§ **INPUT RECORDS**

#[derive(Clone, Debug, PartialEq, Eq, Serialize, Deserialize)]
#[serde(rename_all = "camelCase")]
pub struct SegmentChangedPayload {
    pub old_segment: Option<String>,
    pub new_segment: Option<String>,
}

#[derive(Clone, Debug, PartialEq, Eq, Serialize, Deserialize)]
#[serde(rename_all = "camelCase")]
pub struct AnniversaryApproachingPayload {
    pub anniversary_type: String,
    pub date: String,
    pub days_until: i64,
}

#[derive(Clone, Debug, PartialEq, Eq, Serialize, Deserialize)]
#[serde(rename_all = "camelCase")]
pub struct LeadCreatedPayload {
    pub lead_source: String,
    pub referred_by: Option<String>,
}

#[derive(Clone, Debug, PartialEq, Eq, Serialize, Deserialize)]
#[serde(rename_all = "camelCase")]
pub struct LifeEventDetectedPayload {
    pub event_kind: String,
    pub description: String,
    pub occurred_on: Option<String>,
}

/// Typed event body. The variant tag is the wire event type, so a stored
/// payload always carries the type it was validated against.
#[derive(Clone, Debug, PartialEq, Eq, Serialize, Deserialize)]
#[serde(tag = "eventType", content = "payload")]
pub enum EventPayload {
    #[serde(rename = "contact.due")]
    ContactDue(ContactDuePayload),
    #[serde(rename = "ford.updated")]
    FordUpdated(FordUpdatedPayload),
    #[serde(rename = "deal.stage_changed")]
    DealStageChanged(DealStageChangedPayload),
    #[serde(rename = "relationship.score_changed")]
    RelationshipScoreChanged(RelationshipScoreChangedPayload),
    #[serde(rename = "segment.changed")]
    SegmentChanged(SegmentChangedPayload),
    #[serde(rename = "anniversary.approaching")]
    AnniversaryApproaching(AnniversaryApproachingPayload),
    #[serde(rename = "lead.created")]
    LeadCreated(LeadCreatedPayload),
    #[serde(rename = "life_event.detected")]
    LifeEventDetected(LifeEventDetectedPayload),
}

impl EventPayload {
    pub fn event_type(&self) -> EventType {
        match self {
            Self::ContactDue(_) => EventType::ContactDue,
            Self::FordUpdated(_) => EventType::FordUpdated,
            Self::DealStageChanged(_) => EventType::DealStageChanged,
            Self::RelationshipScoreChanged(_) => EventType::RelationshipScoreChanged,
            Self::SegmentChanged(_) => EventType::SegmentChanged,
            Self::AnniversaryApproaching(_) => EventType::AnniversaryApproaching,
            Self::LeadCreated(_) => EventType::LeadCreated,
            Self::LifeEventDetected(_) => EventType::LifeEventDetected,
        }
    }

    /// Decodes an untyped producer payload against the schema of `event_type`.
    pub fn from_raw(event_type: &str, payload: serde_json::Value) -> Result<Self, DomainError> {
        let parsed = EventType::parse(event_type)
            .ok_or_else(|| DomainError::UnknownEventType(event_type.to_string()))?;

        let envelope = serde_json::json!({ "eventType": parsed.as_str(), "payload": payload });
        let decoded = serde_json::from_value::<Self>(envelope).map_err(|error| {
            DomainError::InvalidEventPayload {
                event_type: parsed.as_str().to_string(),
                reason: error.to_string(),
            }
        })?;

        decoded.validate()?;
        Ok(decoded)
    }

    /// The flat payload record without its type tag, as accepted by `from_raw`.
    pub fn to_raw(&self) -> Result<serde_json::Value, serde_json::Error> {
        let mut envelope = serde_json::to_value(self)?;
        Ok(envelope.get_mut("payload").map(serde_json::Value::take).unwrap_or_default())
    }

    pub fn validate(&self) -> Result<(), DomainError> {
        let invalid = |reason: &str| DomainError::InvalidEventPayload {
            event_type: self.event_type().as_str().to_string(),
            reason: reason.to_string(),
        };

        match self {
            Self::ContactDue(payload) => {
                if payload.due_reason.trim().is_empty() {
                    return Err(invalid("dueReason must not be empty"));
                }
                if payload.days_since_contact < 0 || payload.days_overdue < 0 {
                    return Err(invalid("day counts must be non-negative"));
                }
            }
            Self::FordUpdated(payload) => {
                if payload.field.trim().is_empty() {
                    return Err(invalid("field must not be empty"));
                }
            }
            Self::DealStageChanged(payload) => {
                if payload.new_stage.trim().is_empty() {
                    return Err(invalid("newStage must not be empty"));
                }
            }
            Self::RelationshipScoreChanged(payload) => {
                let in_range = |score: i32| (0..=100).contains(&score);
                if !in_range(payload.old_score) || !in_range(payload.new_score) {
                    return Err(invalid("scores must be in range 0..=100"));
                }
            }
            Self::SegmentChanged(payload) => {
                if payload.old_segment.is_none() && payload.new_segment.is_none() {
                    return Err(invalid("at least one of oldSegment/newSegment is required"));
                }
            }
            Self::AnniversaryApproaching(payload) => {
                if payload.anniversary_type.trim().is_empty() || payload.date.trim().is_empty() {
                    return Err(invalid("anniversaryType and date must not be empty"));
                }
                if payload.days_until < 0 {
                    return Err(invalid("daysUntil must be non-negative"));
                }
            }
            Self::LeadCreated(payload) => {
                if payload.lead_source.trim().is_empty() {
                    return Err(invalid("leadSource must not be empty"));
                }
            }
            Self::LifeEventDetected(payload) => {
                if payload.event_kind.trim().is_empty() {
                    return Err(invalid("eventKind must not be empty"));
                }
            }
        }

        Ok(())
    }
}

§ **TASK ITEM**
Find the string "FordUpdated" in the records, then copy each line where it occurs.

§ **TASK OUTPUT**
    FordUpdated(FordUpdatedPayload),
            Self::FordUpdated(_) => EventType::FordUpdated,
            Self::FordUpdated(payload) => {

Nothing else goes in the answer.